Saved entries
BEGIN

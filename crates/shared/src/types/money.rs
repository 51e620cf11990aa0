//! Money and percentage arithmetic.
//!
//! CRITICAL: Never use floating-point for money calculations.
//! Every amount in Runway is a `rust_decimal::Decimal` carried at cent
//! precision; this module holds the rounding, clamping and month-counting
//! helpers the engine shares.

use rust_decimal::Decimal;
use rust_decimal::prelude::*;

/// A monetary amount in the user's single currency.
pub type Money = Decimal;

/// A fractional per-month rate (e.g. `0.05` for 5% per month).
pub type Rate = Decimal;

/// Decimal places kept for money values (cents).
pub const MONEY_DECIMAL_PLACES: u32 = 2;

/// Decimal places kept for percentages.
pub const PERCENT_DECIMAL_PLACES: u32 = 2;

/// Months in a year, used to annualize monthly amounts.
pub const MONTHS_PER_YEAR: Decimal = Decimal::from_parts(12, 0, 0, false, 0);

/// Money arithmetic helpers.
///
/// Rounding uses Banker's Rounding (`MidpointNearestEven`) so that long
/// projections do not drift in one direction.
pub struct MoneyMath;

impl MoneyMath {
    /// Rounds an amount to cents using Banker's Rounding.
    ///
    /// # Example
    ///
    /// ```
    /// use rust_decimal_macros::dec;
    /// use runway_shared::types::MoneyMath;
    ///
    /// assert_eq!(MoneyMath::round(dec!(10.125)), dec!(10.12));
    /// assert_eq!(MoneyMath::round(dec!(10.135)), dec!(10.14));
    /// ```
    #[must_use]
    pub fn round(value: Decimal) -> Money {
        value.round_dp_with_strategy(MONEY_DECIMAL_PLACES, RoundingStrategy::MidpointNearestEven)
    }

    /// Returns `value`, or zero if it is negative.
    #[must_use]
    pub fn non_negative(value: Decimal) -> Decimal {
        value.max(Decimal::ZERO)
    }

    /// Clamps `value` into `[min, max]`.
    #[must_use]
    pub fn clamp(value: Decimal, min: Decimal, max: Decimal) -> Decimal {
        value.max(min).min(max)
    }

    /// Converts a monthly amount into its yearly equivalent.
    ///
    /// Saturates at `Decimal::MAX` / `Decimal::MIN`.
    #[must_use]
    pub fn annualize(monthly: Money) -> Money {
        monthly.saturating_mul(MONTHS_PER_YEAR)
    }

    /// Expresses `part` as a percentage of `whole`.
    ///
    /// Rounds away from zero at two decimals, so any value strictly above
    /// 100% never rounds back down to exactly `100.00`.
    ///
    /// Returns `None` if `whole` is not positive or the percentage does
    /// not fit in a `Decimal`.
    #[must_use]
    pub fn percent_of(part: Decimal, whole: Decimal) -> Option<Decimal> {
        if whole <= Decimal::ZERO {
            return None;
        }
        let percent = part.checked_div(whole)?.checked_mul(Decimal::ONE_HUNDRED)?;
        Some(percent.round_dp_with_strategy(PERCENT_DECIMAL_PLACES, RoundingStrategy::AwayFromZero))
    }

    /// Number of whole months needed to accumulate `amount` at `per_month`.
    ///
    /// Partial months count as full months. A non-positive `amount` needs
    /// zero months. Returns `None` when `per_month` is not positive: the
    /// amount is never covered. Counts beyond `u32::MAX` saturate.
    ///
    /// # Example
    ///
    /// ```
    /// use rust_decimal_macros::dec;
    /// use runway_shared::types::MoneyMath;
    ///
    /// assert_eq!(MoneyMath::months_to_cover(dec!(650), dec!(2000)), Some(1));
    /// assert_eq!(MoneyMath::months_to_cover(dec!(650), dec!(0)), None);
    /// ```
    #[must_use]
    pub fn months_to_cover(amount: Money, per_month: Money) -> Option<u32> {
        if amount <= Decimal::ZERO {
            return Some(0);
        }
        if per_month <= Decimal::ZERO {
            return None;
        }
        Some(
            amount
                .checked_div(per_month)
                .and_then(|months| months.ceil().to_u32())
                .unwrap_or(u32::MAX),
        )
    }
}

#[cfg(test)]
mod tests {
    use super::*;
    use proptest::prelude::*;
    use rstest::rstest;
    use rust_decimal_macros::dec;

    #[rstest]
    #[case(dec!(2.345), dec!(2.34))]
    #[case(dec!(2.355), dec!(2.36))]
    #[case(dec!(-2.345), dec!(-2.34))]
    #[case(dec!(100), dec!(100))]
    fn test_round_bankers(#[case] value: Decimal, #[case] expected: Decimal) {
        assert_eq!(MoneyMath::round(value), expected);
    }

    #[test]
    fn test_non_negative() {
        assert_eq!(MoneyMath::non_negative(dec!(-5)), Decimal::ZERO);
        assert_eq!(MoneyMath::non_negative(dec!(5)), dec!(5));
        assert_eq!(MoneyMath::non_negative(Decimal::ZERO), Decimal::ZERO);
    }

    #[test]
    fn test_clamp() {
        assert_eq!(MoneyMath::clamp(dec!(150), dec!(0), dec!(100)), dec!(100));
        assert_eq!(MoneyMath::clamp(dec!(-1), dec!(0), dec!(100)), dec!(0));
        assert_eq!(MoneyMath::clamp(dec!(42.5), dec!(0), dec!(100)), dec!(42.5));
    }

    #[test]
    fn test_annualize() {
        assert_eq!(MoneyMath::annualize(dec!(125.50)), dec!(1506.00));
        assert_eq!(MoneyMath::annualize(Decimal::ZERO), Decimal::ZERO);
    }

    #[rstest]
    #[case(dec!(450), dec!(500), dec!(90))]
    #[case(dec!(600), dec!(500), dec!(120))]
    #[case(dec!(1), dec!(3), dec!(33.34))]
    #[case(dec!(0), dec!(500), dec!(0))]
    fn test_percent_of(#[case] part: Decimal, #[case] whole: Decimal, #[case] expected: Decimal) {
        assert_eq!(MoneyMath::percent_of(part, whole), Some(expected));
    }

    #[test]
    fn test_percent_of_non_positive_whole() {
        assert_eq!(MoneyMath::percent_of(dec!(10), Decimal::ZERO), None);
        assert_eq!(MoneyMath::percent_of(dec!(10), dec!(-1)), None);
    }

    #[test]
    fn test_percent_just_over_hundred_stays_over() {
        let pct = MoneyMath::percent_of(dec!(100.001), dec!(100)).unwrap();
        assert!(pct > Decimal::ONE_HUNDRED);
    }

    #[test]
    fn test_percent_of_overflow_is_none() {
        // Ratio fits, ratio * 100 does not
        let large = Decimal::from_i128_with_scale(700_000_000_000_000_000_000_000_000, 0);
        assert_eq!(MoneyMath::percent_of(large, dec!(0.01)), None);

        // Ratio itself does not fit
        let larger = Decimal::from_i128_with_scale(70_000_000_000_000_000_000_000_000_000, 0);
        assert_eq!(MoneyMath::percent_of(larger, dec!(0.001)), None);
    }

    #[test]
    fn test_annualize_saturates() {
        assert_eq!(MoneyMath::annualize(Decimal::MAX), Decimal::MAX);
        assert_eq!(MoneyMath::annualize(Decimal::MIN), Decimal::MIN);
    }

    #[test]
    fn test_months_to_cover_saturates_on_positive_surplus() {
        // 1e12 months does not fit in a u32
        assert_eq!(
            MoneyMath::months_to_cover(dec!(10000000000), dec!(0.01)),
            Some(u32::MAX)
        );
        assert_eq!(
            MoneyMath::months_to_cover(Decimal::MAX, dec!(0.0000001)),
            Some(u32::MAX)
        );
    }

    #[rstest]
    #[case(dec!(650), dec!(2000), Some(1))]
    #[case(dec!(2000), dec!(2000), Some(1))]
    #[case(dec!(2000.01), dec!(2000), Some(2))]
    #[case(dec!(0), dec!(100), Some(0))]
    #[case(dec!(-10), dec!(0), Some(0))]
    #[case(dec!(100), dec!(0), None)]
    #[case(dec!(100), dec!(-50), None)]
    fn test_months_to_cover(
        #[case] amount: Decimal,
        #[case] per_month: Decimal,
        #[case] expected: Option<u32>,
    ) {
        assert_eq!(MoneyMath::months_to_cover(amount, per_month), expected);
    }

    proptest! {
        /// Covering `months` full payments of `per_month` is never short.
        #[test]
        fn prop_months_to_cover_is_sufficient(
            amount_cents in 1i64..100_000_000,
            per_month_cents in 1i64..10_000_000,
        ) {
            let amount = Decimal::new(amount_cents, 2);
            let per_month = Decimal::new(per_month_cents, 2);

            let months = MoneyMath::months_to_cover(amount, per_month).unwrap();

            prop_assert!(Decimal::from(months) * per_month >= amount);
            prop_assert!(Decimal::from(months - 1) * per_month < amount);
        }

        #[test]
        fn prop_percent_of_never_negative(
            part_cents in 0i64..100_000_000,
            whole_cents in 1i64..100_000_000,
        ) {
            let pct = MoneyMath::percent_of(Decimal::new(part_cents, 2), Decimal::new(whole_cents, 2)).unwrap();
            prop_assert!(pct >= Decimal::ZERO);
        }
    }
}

END

WORK INSTRUCTIONS:
For the records above, state how many lines contain the word "Returns". Give only the number.

OUTPUT OF THE TASK:
3